What the task asks: The lines from the top of the records below through the one containing "payments, newest first." are to be transcribed exactly, and nothing else is to be added.

--

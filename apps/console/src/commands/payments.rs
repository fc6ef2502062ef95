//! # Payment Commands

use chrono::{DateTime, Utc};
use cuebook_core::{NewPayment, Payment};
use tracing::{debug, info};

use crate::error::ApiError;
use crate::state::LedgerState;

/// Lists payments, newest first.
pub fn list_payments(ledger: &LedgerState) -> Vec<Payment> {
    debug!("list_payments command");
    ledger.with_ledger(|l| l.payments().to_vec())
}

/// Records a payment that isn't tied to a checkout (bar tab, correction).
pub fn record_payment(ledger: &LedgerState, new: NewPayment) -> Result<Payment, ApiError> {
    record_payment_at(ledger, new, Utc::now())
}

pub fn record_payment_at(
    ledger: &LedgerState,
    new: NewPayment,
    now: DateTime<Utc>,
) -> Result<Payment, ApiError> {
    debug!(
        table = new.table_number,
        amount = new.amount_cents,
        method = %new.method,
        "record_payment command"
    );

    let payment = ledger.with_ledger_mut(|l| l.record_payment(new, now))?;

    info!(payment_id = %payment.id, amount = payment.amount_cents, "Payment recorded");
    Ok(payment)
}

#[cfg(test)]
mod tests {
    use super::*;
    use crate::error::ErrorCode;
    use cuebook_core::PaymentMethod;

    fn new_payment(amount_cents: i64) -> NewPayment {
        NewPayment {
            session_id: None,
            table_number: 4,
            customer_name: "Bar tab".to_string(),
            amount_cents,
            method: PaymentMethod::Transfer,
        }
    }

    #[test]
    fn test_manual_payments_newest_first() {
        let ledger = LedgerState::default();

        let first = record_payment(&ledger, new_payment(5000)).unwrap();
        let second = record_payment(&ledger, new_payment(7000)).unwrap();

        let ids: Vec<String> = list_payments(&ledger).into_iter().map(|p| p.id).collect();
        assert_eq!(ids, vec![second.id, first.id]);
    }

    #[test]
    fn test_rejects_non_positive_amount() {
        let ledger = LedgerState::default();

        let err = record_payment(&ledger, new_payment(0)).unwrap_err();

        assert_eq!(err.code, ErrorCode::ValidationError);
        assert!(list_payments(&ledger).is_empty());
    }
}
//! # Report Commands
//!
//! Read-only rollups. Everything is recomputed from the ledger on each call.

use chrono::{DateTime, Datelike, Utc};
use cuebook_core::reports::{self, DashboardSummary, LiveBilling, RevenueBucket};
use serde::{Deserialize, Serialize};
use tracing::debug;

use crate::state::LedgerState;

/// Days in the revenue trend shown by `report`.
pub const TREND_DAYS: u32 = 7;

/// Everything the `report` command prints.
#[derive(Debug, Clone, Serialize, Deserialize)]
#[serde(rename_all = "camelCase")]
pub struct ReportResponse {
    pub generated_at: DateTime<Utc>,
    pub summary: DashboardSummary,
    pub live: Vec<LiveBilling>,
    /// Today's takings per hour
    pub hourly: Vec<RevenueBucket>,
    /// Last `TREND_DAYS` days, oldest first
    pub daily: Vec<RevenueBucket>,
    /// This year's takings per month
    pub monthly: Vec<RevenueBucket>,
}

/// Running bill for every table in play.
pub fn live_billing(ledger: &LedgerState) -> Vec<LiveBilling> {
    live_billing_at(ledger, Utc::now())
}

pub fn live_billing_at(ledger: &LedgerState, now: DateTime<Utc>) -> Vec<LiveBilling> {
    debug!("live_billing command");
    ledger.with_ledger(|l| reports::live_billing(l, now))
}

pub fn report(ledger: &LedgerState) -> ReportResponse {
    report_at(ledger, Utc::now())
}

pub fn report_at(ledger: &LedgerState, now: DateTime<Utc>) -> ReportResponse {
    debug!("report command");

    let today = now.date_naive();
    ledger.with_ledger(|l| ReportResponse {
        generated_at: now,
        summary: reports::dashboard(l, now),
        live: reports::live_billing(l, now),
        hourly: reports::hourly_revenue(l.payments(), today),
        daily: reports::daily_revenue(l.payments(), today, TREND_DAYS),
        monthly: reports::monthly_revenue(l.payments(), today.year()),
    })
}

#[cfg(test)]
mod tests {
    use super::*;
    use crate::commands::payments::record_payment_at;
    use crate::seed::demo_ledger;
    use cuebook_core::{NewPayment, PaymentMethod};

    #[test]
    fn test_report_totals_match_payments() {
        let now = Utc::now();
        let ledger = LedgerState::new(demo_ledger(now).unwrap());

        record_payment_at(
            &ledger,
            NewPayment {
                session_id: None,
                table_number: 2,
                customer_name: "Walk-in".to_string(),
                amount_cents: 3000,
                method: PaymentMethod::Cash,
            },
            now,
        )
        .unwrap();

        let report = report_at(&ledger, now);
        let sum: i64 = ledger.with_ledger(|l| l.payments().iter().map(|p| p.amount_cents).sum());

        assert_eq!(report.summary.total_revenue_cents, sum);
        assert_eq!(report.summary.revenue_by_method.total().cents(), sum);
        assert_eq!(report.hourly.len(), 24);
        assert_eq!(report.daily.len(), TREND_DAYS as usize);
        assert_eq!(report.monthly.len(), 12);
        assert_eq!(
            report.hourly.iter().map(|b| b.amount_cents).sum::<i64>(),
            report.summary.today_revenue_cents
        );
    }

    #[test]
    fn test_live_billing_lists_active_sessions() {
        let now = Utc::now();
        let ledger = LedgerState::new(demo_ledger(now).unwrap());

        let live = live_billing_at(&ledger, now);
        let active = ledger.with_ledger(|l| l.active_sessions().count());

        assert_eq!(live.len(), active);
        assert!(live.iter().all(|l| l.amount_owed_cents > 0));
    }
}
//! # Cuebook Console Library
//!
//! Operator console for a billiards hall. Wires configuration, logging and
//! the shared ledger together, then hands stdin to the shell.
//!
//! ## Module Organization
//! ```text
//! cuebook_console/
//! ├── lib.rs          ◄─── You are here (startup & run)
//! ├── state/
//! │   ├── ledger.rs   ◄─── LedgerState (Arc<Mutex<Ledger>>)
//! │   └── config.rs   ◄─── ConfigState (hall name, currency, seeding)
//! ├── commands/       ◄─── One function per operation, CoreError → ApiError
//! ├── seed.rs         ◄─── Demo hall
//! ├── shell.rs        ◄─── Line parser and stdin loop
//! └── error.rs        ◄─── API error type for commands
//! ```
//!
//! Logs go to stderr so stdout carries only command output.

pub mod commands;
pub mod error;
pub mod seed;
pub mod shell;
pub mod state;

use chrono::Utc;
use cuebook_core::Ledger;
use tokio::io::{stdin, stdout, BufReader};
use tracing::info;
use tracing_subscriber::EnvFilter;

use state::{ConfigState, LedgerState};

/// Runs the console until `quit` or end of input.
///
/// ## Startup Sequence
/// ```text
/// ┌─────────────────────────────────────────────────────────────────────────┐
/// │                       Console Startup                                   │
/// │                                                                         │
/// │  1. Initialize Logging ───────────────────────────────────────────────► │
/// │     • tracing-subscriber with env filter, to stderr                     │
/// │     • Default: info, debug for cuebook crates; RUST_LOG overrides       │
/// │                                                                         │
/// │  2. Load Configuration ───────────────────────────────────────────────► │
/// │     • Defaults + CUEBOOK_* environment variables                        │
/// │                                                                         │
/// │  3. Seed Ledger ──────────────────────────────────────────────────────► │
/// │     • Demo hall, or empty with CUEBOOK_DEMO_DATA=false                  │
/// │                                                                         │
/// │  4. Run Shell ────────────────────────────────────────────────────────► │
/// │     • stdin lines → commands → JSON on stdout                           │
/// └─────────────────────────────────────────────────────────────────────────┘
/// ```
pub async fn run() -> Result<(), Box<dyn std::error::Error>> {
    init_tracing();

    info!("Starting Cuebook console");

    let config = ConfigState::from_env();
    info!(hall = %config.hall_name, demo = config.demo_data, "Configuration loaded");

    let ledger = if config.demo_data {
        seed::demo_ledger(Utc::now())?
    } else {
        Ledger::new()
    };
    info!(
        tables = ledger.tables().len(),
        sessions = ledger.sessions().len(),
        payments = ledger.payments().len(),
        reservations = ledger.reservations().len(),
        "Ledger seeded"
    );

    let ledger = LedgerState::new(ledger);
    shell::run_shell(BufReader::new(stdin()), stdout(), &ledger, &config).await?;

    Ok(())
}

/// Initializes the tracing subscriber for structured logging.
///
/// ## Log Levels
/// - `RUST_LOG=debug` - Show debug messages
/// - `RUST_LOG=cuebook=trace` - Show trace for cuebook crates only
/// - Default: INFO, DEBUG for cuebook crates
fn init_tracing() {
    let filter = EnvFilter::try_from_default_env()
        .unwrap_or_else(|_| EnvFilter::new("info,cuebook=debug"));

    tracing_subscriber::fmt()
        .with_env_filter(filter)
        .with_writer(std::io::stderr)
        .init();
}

--

Task solution:
filename apps/console/src/commands/payments.rs
repository fc6ef2502062ef95
//! # Payment Commands

use chrono::{DateTime, Utc};
use cuebook_core::{NewPayment, Payment};
use tracing::{debug, info};

use crate::error::ApiError;
use crate::state::LedgerState;

/// Lists payments, newest first.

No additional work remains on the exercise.